Early in the year, the organization I was working for transferred me to a different work site. My new office was located in an Army hospital. I was meeting new people, and a few of them that stopped by my office told me about their relationship with Christ. I wasn’t turned off by this, but no one had ever engaged me in conversations about their religious experience. I always thought a person’s relationship with Christ was a private matter, not something to be discussed openly.
A couple of people started inviting me to their churches, and out of politeness and curiosity I would attend. I found the services interesting, but wasn’t motivated to explore the possibility of joining.
One day I received a call from a high school classmate. I hadn’t spoken to her in 10 years. How she found me, I do not know. She called to invite me to her baptism. I was amazed and excited for her, so I agreed to attend. By the end of the service I knew I had found what I longed for. I can’t tell you what the message was that day, but the presence of the Lord was in that place.
In 1988 the most beautiful thing happened: Jesus came into my life in such a gentle way.
I remember sitting in that church longing to belong, to feel, to know this God everyone around me seemed to know.
I immediately requested Bible studies, and my life started to change . . . finally. Why? Because the psalmist said, “The entrance of thy words giveth light; giveth understanding unto the simple” (Ps. 119:130, KJV).

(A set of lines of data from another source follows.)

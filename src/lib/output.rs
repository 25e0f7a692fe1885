use super::geojson::FeatureCollection;
use super::overlay::{MapView, Overlay};
use super::summary::{DetailedLengthEntry, Summary};
use serde::{Deserialize, Serialize};
use serde_json::{to_string, to_string_pretty};
use std::error::Error;
use std::io::Write;

pub trait Output {
    fn write_json(&self, writer: &mut dyn Write) -> Result<(), Box<dyn Error>>;
    fn write_json_lines(&self, writer: &mut dyn Write) -> Result<(), Box<dyn Error>>;
}

fn write_pretty<T: Serialize + ?Sized>(value: &T, writer: &mut dyn Write) -> Result<(), Box<dyn Error>> {
    let json = to_string_pretty(value)?;
    writeln!(writer, "{}", json)?;
    Ok(())
}

fn write_lines<'a, T: Serialize + 'a>(
    values: impl IntoIterator<Item = &'a T>,
    writer: &mut dyn Write,
) -> Result<(), Box<dyn Error>> {
    for value in values {
        let json = to_string(value)?;
        writeln!(writer, "{}", json)?;
    }
    Ok(())
}

#[derive(Serialize, Deserialize)]
struct JSONCount {
    #[serde(rename = "type")]
    kind: String,
    count: usize,
}

impl Output for Summary {
    fn write_json(&self, writer: &mut dyn Write) -> Result<(), Box<dyn Error>> {
        write_pretty(self, writer)
    }

    fn write_json_lines(&self, writer: &mut dyn Write) -> Result<(), Box<dyn Error>> {
        let counts: Vec<JSONCount> = self
            .iter()
            .map(|(kind, count)| JSONCount {
                kind: kind.into(),
                count,
            })
            .collect();
        write_lines(&counts, writer)
    }
}

impl Output for Vec<DetailedLengthEntry> {
    fn write_json(&self, writer: &mut dyn Write) -> Result<(), Box<dyn Error>> {
        write_pretty(self, writer)
    }

    fn write_json_lines(&self, writer: &mut dyn Write) -> Result<(), Box<dyn Error>> {
        write_lines(self, writer)
    }
}

#[derive(Serialize)]
struct JSONMap<'a> {
    view: &'a MapView,
    overlays: &'a [Overlay],
}

impl Output for (MapView, Vec<Overlay>) {
    fn write_json(&self, writer: &mut dyn Write) -> Result<(), Box<dyn Error>> {
        let (view, overlays) = self;
        let map = JSONMap { view, overlays };
        write_pretty(&map, writer)
    }

    /// The view comes first, followed by one overlay per line.
    fn write_json_lines(&self, writer: &mut dyn Write) -> Result<(), Box<dyn Error>> {
        let (view, overlays) = self;
        writeln!(writer, "{}", to_string(view)?)?;
        write_lines(overlays, writer)
    }
}

impl Output for FeatureCollection {
    fn write_json(&self, writer: &mut dyn Write) -> Result<(), Box<dyn Error>> {
        let string = to_string(self)?;
        writeln!(writer, "{}", string)?;
        Ok(())
    }

    fn write_json_lines(&self, writer: &mut dyn Write) -> Result<(), Box<dyn Error>> {
        write_lines(&self.features, writer)
    }
}
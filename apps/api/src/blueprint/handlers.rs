//! Axum route handlers for the Blueprint API.

use axum::{extract::State, Json};
use serde::{Deserialize, Serialize};

use crate::blueprint::{generate_blueprint, Blueprint, BlueprintError};
use crate::errors::AppError;
use crate::state::AppState;

#[derive(Debug, Deserialize)]
#[serde(rename_all = "camelCase")]
pub struct BlueprintRequest {
    pub company: String,
    pub resume_text: String,
    pub job_description: String,
}

/// A parse failure is returned with status 200 so the caller can still
/// inspect the raw model output; only model/configuration failures are
/// 500-class.
#[derive(Debug, Serialize)]
#[serde(untagged)]
pub enum BlueprintResponse {
    Success {
        blueprint: Blueprint,
    },
    #[serde(rename_all = "camelCase")]
    ParseFailure {
        error: String,
        raw: String,
        parse_error: String,
    },
}

/// POST /api/v1/blueprint
///
/// Generates the interview blueprint for a resume / job description pair.
pub async fn handle_generate_blueprint(
    State(state): State<AppState>,
    Json(request): Json<BlueprintRequest>,
) -> Result<Json<BlueprintResponse>, AppError> {
    if request.company.trim().is_empty()
        || request.resume_text.trim().is_empty()
        || request.job_description.trim().is_empty()
    {
        return Err(AppError::Validation(
            "Missing inputs: company, resumeText, and jobDescription are all required".to_string(),
        ));
    }

    match generate_blueprint(
        &state.gateway,
        &request.company,
        &request.resume_text,
        &request.job_description,
    )
    .await
    {
        Ok(blueprint) => Ok(Json(BlueprintResponse::Success { blueprint })),
        Err(BlueprintError::Unparsed { raw, parse_error }) => {
            tracing::warn!("Blueprint parse failure: {parse_error}");
            Ok(Json(BlueprintResponse::ParseFailure {
                error: "Model output could not be parsed as a blueprint".to_string(),
                raw,
                parse_error,
            }))
        }
        Err(BlueprintError::Model(e)) => Err(e.into()),
    }
}
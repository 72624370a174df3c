//! Gemini transport — HTTP wire types, failure classification, and the
//! `extract_text` adapter that isolates response-shape variance to one seam.

use async_trait::async_trait;
use reqwest::Client;
use serde::{Deserialize, Serialize};
use tracing::debug;

use super::{GatewayError, TextModel};

const GEMINI_API_URL: &str = "https://generativelanguage.googleapis.com/v1beta/models";
/// Overall per-call deadline. There is no cancellation of an in-flight call;
/// this timeout is the hard stop.
const REQUEST_TIMEOUT_SECS: u64 = 60;

#[derive(Debug, Serialize)]
struct GenerateContentRequest<'a> {
    #[serde(rename = "systemInstruction")]
    system_instruction: Content<'a>,
    contents: Vec<Content<'a>>,
}

#[derive(Debug, Serialize)]
struct Content<'a> {
    #[serde(skip_serializing_if = "Option::is_none")]
    role: Option<&'a str>,
    parts: Vec<Part<'a>>,
}

#[derive(Debug, Serialize)]
struct Part<'a> {
    text: &'a str,
}

#[derive(Debug, Deserialize)]
pub struct GenerateContentResponse {
    #[serde(default)]
    candidates: Vec<Candidate>,
}

#[derive(Debug, Deserialize)]
struct Candidate {
    content: Option<CandidateContent>,
}

#[derive(Debug, Deserialize)]
struct CandidateContent {
    #[serde(default)]
    parts: Vec<CandidatePart>,
}

#[derive(Debug, Deserialize)]
struct CandidatePart {
    text: Option<String>,
}

#[derive(Debug, Deserialize)]
struct GeminiError {
    error: GeminiErrorBody,
}

#[derive(Debug, Deserialize)]
struct GeminiErrorBody {
    message: String,
}

/// HTTP transport for the Gemini `generateContent` endpoint.
pub struct GeminiClient {
    http: Client,
    api_key: Option<String>,
}

impl GeminiClient {
    pub fn new(api_key: Option<String>) -> Self {
        Self {
            http: Client::builder()
                .timeout(std::time::Duration::from_secs(REQUEST_TIMEOUT_SECS))
                .build()
                .expect("Failed to build HTTP client"),
            api_key,
        }
    }
}

#[async_trait]
impl TextModel for GeminiClient {
    async fn generate(
        &self,
        model_id: &str,
        system: &str,
        prompt: &str,
    ) -> Result<String, GatewayError> {
        let api_key = self.api_key.as_deref().ok_or_else(|| {
            GatewayError::Configuration(
                "No model API key configured. Set GEMINI_API_KEY (or the legacy GOOGLE_API_KEY)."
                    .to_string(),
            )
        })?;

        let request_body = GenerateContentRequest {
            system_instruction: Content {
                role: None,
                parts: vec![Part { text: system }],
            },
            contents: vec![Content {
                role: Some("user"),
                parts: vec![Part { text: prompt }],
            }],
        };

        let url = format!("{GEMINI_API_URL}/{model_id}:generateContent");
        let response = self
            .http
            .post(&url)
            .query(&[("key", api_key)])
            .json(&request_body)
            .send()
            .await
            .map_err(|e| GatewayError::Fatal(format!("HTTP error: {e}")))?;

        let status = response.status().as_u16();
        if !(200..300).contains(&status) {
            let body = response.text().await.unwrap_or_default();
            return Err(classify_failure(model_id, status, &body));
        }

        let parsed: GenerateContentResponse = response
            .json()
            .await
            .map_err(|e| GatewayError::Fatal(format!("Malformed model response: {e}")))?;

        let text = extract_text(&parsed)?;
        debug!("model {model_id} returned {} chars", text.len());
        Ok(text)
    }
}

/// Maps an HTTP failure to the gateway error taxonomy.
///
/// 429 and 503 are transient (rate limit / overload) and carry the
/// model-suggested retry wait when the body includes one. 404 is a bad
/// model identifier. Everything else is fatal.
pub fn classify_failure(model_id: &str, status: u16, body: &str) -> GatewayError {
    let message = serde_json::from_str::<GeminiError>(body)
        .map(|e| e.error.message)
        .unwrap_or_else(|_| body.to_string());

    match status {
        429 | 503 => GatewayError::Transient {
            retry_after: extract_retry_hint(body),
            message,
        },
        404 => GatewayError::NotFound {
            model: model_id.to_string(),
        },
        _ => GatewayError::Fatal(format!("API error (status {status}): {message}")),
    }
}

/// Pulls a retry wait in seconds out of an error body.
///
/// Gemini rate-limit errors carry a RetryInfo detail like
/// `"retryDelay": "34s"`; some error messages instead say "retry in 34.5s".
fn extract_retry_hint(body: &str) -> Option<f64> {
    for marker in ["\"retryDelay\": \"", "\"retryDelay\":\"", "retry in "] {
        if let Some(idx) = body.find(marker) {
            let rest = &body[idx + marker.len()..];
            let number: String = rest
                .chars()
                .take_while(|c| c.is_ascii_digit() || *c == '.')
                .collect();
            if let Ok(secs) = number.parse::<f64>() {
                if secs > 0.0 {
                    return Some(secs);
                }
            }
        }
    }
    None
}

/// The single adapter between the provider's response shape and the rest of
/// the system. Concatenates the text parts of the first candidate.
pub fn extract_text(response: &GenerateContentResponse) -> Result<String, GatewayError> {
    let text: String = response
        .candidates
        .first()
        .and_then(|c| c.content.as_ref())
        .map(|content| {
            content
                .parts
                .iter()
                .filter_map(|p| p.text.as_deref())
                .collect()
        })
        .unwrap_or_default();

    if text.trim().is_empty() {
        return Err(GatewayError::Fatal(
            "Model returned empty content".to_string(),
        ));
    }
    Ok(text)
}
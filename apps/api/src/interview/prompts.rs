// All LLM prompt constants for the Interview module.

/// System prompt for every interviewer call. Constrains output to exactly
/// one question with no preamble.
pub const INTERVIEWER_SYSTEM: &str =
    "You are a realistic, professional interviewer. \
    You ask exactly ONE question at a time. \
    Respond with the question text only. \
    Do NOT add preamble, numbering, commentary, or explanations.";

/// Opening question prompt template. Replace `{mode}`, `{company}`,
/// `{role_focus}`, `{risk_gaps}`, and `{sample_questions}` before sending.
pub const OPENING_PROMPT_TEMPLATE: &str = r#"You are opening a {mode} mock interview for a candidate interviewing at {company}.

Interview blueprint for this candidate:
- Role focus: {role_focus}
- Risk gaps to probe: {risk_gaps}
- Sample questions for calibration: {sample_questions}

Ask exactly one realistic opening {mode} interview question. Output the question text only."#;

/// Follow-up prompt template. Replace `{mode}`, `{company}`, `{transcript}`,
/// and `{answer}` before sending.
pub const FOLLOWUP_PROMPT_TEMPLATE: &str = r#"You are running a {mode} mock interview for a candidate interviewing at {company}.

Transcript so far:
{transcript}

The candidate's latest answer:
{answer}

Ask exactly one realistic follow-up question that digs into the candidate's latest answer. Output the question text only."#;

/// Used when the model path fails during a follow-up, so a model outage
/// never blocks scoring feedback.
pub const FALLBACK_FOLLOWUP: &str =
    "Interesting. Can you walk me through the specific impact of your work there, \
    ideally with a number or metric?";
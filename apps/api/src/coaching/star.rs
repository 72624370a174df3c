//! STAR detector — rule-based classifier over a candidate's free-text answer.
//!
//! Pure, case-insensitive cue-phrase matching. There is no false-positive
//! correction pass, and the evidence string for each component is one of
//! exactly two fixed messages per field.

use serde::{Deserialize, Serialize};

/// Temporal and contextual markers that open a situation.
const SITUATION_CUES: &[&str] = &[
    "when i",
    "while i",
    "at my",
    "in my previous",
    "in my last",
    "last year",
    "last month",
    "a few months ago",
    "previously",
    "at the time",
    "earlier in my",
    "back when",
];

/// Goal and ownership markers.
const TASK_CUES: &[&str] = &[
    "my task",
    "my goal",
    "my job was",
    "my responsibility",
    "i was responsible",
    "i was asked",
    "i needed to",
    "i had to",
    "the goal was",
    "we needed to",
    "i set out",
];

/// First-person action verbs.
const ACTION_CUES: &[&str] = &[
    "i led",
    "i built",
    "i designed",
    "i created",
    "i implemented",
    "i organized",
    "i developed",
    "i coordinated",
    "i analyzed",
    "i wrote",
    "i launched",
    "i migrated",
    "i refactored",
    "i set up",
    "i worked with",
    "i decided",
];

/// Outcome markers. A numeral or percent sign anywhere in the answer also
/// counts as a result signal.
const RESULT_CUES: &[&str] = &[
    "as a result",
    "resulted in",
    "which led to",
    "increased",
    "decreased",
    "reduced",
    "improved",
    "saved",
    "grew",
    "boosted",
    "delivered",
    "achieved",
];

const SITUATION_PRESENT: &str = "Situation: you set the scene with clear context.";
const SITUATION_MISSING: &str =
    "Situation: open with one sentence of context, where you were and what was happening.";
const TASK_PRESENT: &str = "Task: you stated the goal you owned.";
const TASK_MISSING: &str = "Task: name the specific goal or responsibility you owned.";
const ACTION_PRESENT: &str = "Action: you described what you personally did.";
const ACTION_MISSING: &str = "Action: describe the concrete steps you took, using 'I' statements.";
const RESULT_PRESENT: &str = "Result: you included an outcome or metric.";
const RESULT_MISSING: &str =
    "Result: end with a measurable outcome, such as a number, percentage, or time saved.";

/// Presence signal for one STAR component.
#[derive(Debug, Clone, PartialEq, Serialize, Deserialize)]
pub struct StarSignal {
    pub present: bool,
    pub evidence: String,
}

#[derive(Debug, Clone, PartialEq, Serialize, Deserialize)]
pub struct StarDetection {
    pub situation: StarSignal,
    pub task: StarSignal,
    pub action: StarSignal,
    pub result: StarSignal,
}

impl StarDetection {
    /// Count of present components, in [0, 4].
    pub fn present_count(&self) -> u32 {
        [&self.situation, &self.task, &self.action, &self.result]
            .iter()
            .filter(|s| s.present)
            .count() as u32
    }
}

/// Classifies a candidate answer for the presence of each STAR component.
pub fn detect(answer: &str) -> StarDetection {
    let lower = answer.to_lowercase();

    let situation = contains_any(&lower, SITUATION_CUES);
    let task = contains_any(&lower, TASK_CUES);
    let action = contains_any(&lower, ACTION_CUES);
    let result = contains_any(&lower, RESULT_CUES)
        || lower.contains('%')
        || lower.chars().any(|c| c.is_ascii_digit());

    StarDetection {
        situation: signal(situation, SITUATION_PRESENT, SITUATION_MISSING),
        task: signal(task, TASK_PRESENT, TASK_MISSING),
        action: signal(action, ACTION_PRESENT, ACTION_MISSING),
        result: signal(result, RESULT_PRESENT, RESULT_MISSING),
    }
}

fn contains_any(haystack: &str, cues: &[&str]) -> bool {
    cues.iter().any(|cue| haystack.contains(cue))
}

fn signal(present: bool, affirming: &str, corrective: &str) -> StarSignal {
    StarSignal {
        present,
        evidence: if present { affirming } else { corrective }.to_string(),
    }
}

#[cfg(test)]
mod tests {
    use super::*;

    #[test]
    fn test_empty_answer_has_all_components_absent() {
        let star = detect("");
        assert!(!star.situation.present);
        assert!(!star.task.present);
        assert!(!star.action.present);
        assert!(!star.result.present);
        assert_eq!(star.present_count(), 0);
    }

    #[test]
    fn test_action_and_result_from_led_plus_metric() {
        let star = detect("I led the redesign project; as a result we increased signups by 20%.");
        assert!(!star.situation.present);
        assert!(!star.task.present);
        assert!(star.action.present);
        assert!(star.result.present);
        assert_eq!(star.present_count(), 2);
    }

    #[test]
    fn test_any_numeral_marks_result_present() {
        let star = detect("We shipped it to 3 regions");
        assert!(star.result.present);
    }

    #[test]
    fn test_percent_sign_marks_result_present() {
        let star = detect("latency dropped by a lot, roughly half a percent... well, %");
        assert!(star.result.present);
    }

    #[test]
    fn test_detection_is_case_insensitive() {
        let star = detect("WHEN I joined, MY TASK was clear. I BUILT the pipeline. As A Result it IMPROVED.");
        assert!(star.situation.present);
        assert!(star.task.present);
        assert!(star.action.present);
        assert!(star.result.present);
        assert_eq!(star.present_count(), 4);
    }

    #[test]
    fn test_full_star_answer_detects_all_four() {
        let answer = "Last year at my previous company, our checkout flow was failing. \
            My goal was to cut the error rate. I designed a retry layer and I implemented \
            circuit breaking. As a result, errors dropped by 40%.";
        let star = detect(answer);
        assert_eq!(star.present_count(), 4);
    }

    #[test]
    fn test_evidence_is_one_of_two_fixed_strings_per_field() {
        let present = detect("When I was on call, I had to act. I built a fix. It improved 10%.");
        let absent = detect("");

        assert_eq!(present.situation.evidence, SITUATION_PRESENT);
        assert_eq!(absent.situation.evidence, SITUATION_MISSING);
        assert_eq!(present.task.evidence, TASK_PRESENT);
        assert_eq!(absent.task.evidence, TASK_MISSING);
        assert_eq!(present.action.evidence, ACTION_PRESENT);
        assert_eq!(absent.action.evidence, ACTION_MISSING);
        assert_eq!(present.result.evidence, RESULT_PRESENT);
        assert_eq!(absent.result.evidence, RESULT_MISSING);
    }

    #[test]
    fn test_task_cue_without_action_or_result() {
        let star = detect("My responsibility was keeping the service healthy.");
        assert!(star.task.present);
        assert!(!star.action.present);
        assert!(!star.result.present);
    }
}
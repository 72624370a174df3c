//! Axum route handlers for the Interview API.
//!
//! One endpoint, dispatched on the request's `step` field. The server keeps
//! no session state: the client carries the transcript between requests and
//! the session is rebuilt from the wire payload each time.

use axum::{extract::State, Json};
use serde::{Deserialize, Serialize};

use crate::blueprint::{Blueprint, Mode};
use crate::coaching::{Coach, Scorecard};
use crate::errors::AppError;
use crate::interview::orchestrator::{start_interview, submit_answer};
use crate::interview::session::{parse_transcript, InterviewSession};
use crate::state::AppState;

#[derive(Debug, Deserialize)]
#[serde(tag = "step", rename_all = "lowercase")]
pub enum InterviewRequest {
    #[serde(rename_all = "camelCase")]
    Start {
        company: String,
        blueprint: Blueprint,
        mode: Mode,
    },
    #[serde(rename_all = "camelCase")]
    Followup {
        company: String,
        blueprint: Blueprint,
        mode: Mode,
        transcript: String,
        candidate_answer: String,
    },
}

#[derive(Debug, Serialize)]
pub struct StartResponse {
    pub interviewer: String,
}

#[derive(Debug, Serialize)]
pub struct FollowupResponse {
    pub interviewer: String,
    pub coach: Coach,
    pub scorecard: Scorecard,
}

#[derive(Debug, Serialize)]
#[serde(untagged)]
pub enum InterviewResponse {
    Start(StartResponse),
    Followup(FollowupResponse),
}

/// POST /api/v1/interview
///
/// `step: "start"` issues the opening question; `step: "followup"` accepts a
/// candidate answer and returns the next question plus scoring feedback.
pub async fn handle_interview(
    State(state): State<AppState>,
    Json(request): Json<InterviewRequest>,
) -> Result<Json<InterviewResponse>, AppError> {
    match request {
        InterviewRequest::Start {
            company,
            blueprint,
            mode,
        } => {
            if company.trim().is_empty() {
                return Err(AppError::Validation("company is required".to_string()));
            }
            let mut session = InterviewSession::new(company, blueprint, mode)?;
            let interviewer = start_interview(&state.gateway, &mut session).await?;
            Ok(Json(InterviewResponse::Start(StartResponse { interviewer })))
        }
        InterviewRequest::Followup {
            company,
            blueprint,
            mode,
            transcript,
            candidate_answer,
        } => {
            let turns = parse_transcript(&transcript);
            let mut session = InterviewSession::resume(company, blueprint, mode, turns)?;
            let feedback = submit_answer(&state.gateway, &mut session, &candidate_answer).await?;
            Ok(Json(InterviewResponse::Followup(FollowupResponse {
                interviewer: feedback.interviewer,
                coach: feedback.coach,
                scorecard: feedback.scorecard,
            })))
        }
    }
}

I learned through those studies that Jesus loved me just the way I was, but He refused to leave me the way He found me. He planned to restore His image in me. I can’t tell you how excited and appealing this was to me, because I didn’t like the person I had become. I was tired of the emptiness, trying to fill it, often failing. I was tired of being afraid of relationships and avoiding them so I wouldn’t be hurt.
In those studies and conversations with individuals in my Bible study group, I learned that Jesus loved me simply because I existed, and He cared for and about me. I knew that I didn’t deserve His love, but praise God, He believed that I was worth dying for. The following year, on November 3, 1989, I was baptized in that same church and baptismal pool.
Although I’ve had many challenges since giving my heart to the Lord, through the grace of God I am not the same person who walked into that church 30 years ago. I have grown and continue to grow in Christ, and I have never regretted my decision to give my life to Him.
One such challenge came in the form of a learning disability. In 1993 I was officially diagnosed with a learning disability that affects my ability to read, write, and spell. For years, even after becoming a Christian, I was ashamed of my reading and writing skills.
Somehow (only God knows) I finished my bachelor’s degree and went on to receive my doctorate in educational psychology. God wasn’t finished—He wanted me to write for Him. Imagine that, a person who struggles with writing and spelling writing for God. I often say that God has an interesting sense of humor.
As has been said, He does not call those who are qualified, He qualifies those who respond to His call. It took some convincing from Him, but I finally said yes to Him.
Now I encourage others to say yes. Not just to work for Christ, but to live for Him. I can and do attest that living for and working with Christ is the greatest and most fulfilling relationship and experience you will ever have. I am daily humbled that God so loved me that He sent His Son to die for me, the ungodly, that I may live His righteous life. Oh, how great is His love, mercy, and grace toward me!
This testimony was first published in the ASI newsletter, November 2020.
Hope Beale is an education psychologist and author of Dyslexia: Dare to Be Restored to the Image of Christ; her White Raiment Publication ministry focuses on deepening relationships with Christ.